*** Block opens ***
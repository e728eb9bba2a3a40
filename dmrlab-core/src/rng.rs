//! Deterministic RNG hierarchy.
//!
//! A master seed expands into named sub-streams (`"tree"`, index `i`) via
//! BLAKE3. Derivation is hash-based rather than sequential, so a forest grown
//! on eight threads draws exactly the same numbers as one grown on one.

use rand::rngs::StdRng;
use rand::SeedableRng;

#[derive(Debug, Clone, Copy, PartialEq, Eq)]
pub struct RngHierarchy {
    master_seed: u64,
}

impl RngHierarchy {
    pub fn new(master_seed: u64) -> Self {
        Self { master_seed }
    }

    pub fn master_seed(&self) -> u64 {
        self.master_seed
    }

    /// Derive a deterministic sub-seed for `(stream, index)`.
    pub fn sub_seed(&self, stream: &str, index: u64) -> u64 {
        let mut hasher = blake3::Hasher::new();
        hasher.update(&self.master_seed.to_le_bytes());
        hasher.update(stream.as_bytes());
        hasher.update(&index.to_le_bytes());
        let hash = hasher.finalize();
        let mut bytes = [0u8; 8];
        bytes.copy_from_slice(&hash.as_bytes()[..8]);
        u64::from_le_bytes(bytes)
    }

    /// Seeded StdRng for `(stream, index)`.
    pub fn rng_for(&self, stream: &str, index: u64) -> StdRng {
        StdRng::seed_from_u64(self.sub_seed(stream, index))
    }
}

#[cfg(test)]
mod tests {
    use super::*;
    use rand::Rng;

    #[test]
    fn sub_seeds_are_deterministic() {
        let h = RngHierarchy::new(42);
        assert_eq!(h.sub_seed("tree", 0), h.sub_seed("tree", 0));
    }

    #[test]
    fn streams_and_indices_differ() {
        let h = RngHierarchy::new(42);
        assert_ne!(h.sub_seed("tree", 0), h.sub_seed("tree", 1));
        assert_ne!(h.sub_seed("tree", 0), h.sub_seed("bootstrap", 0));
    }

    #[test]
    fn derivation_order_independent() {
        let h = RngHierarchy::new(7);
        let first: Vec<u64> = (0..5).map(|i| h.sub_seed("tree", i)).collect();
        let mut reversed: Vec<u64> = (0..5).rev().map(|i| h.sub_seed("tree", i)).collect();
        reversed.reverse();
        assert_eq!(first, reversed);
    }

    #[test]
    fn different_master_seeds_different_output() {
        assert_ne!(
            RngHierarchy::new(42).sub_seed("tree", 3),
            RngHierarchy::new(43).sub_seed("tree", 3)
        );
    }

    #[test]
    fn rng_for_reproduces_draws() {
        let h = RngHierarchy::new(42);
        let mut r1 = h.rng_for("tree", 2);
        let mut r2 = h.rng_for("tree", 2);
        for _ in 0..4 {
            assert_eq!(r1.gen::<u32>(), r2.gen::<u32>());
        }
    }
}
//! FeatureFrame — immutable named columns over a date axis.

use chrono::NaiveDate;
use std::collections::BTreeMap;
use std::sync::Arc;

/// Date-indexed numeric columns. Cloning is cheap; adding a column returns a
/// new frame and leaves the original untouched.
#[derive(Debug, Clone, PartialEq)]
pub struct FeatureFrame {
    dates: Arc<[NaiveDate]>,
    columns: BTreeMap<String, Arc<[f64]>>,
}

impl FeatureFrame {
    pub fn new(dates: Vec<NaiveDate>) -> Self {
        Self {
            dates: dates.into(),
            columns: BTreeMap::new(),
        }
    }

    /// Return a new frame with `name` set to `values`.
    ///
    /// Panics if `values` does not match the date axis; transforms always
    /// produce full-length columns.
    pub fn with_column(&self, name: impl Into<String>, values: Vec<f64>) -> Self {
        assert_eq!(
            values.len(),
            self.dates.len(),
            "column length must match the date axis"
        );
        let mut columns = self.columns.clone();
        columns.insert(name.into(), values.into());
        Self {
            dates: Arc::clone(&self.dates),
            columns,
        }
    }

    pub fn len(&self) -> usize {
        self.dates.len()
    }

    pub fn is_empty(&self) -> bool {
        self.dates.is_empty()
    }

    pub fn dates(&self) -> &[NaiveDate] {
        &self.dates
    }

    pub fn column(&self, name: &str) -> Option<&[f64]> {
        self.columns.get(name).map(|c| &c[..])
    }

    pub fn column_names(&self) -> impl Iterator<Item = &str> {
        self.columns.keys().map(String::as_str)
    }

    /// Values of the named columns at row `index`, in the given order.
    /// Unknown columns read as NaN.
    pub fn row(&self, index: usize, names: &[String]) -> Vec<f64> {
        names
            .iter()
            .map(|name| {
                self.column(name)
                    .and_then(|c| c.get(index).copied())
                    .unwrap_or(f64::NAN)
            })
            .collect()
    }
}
*** Block closes ***
* _WHAT TO DO_
The expected answer is a copy of each line in the records that holds the word "columns".

* _RESPONSE BELOW_
//! FeatureFrame — immutable named columns over a date axis.
/// Date-indexed numeric columns. Cloning is cheap; adding a column returns a
    columns: BTreeMap<String, Arc<[f64]>>,
            columns: BTreeMap::new(),
    /// produce full-length columns.
        let mut columns = self.columns.clone();
        columns.insert(name.into(), values.into());
            columns,
        self.columns.get(name).map(|c| &c[..])
        self.columns.keys().map(String::as_str)
    /// Values of the named columns at row `index`, in the given order.
    /// Unknown columns read as NaN.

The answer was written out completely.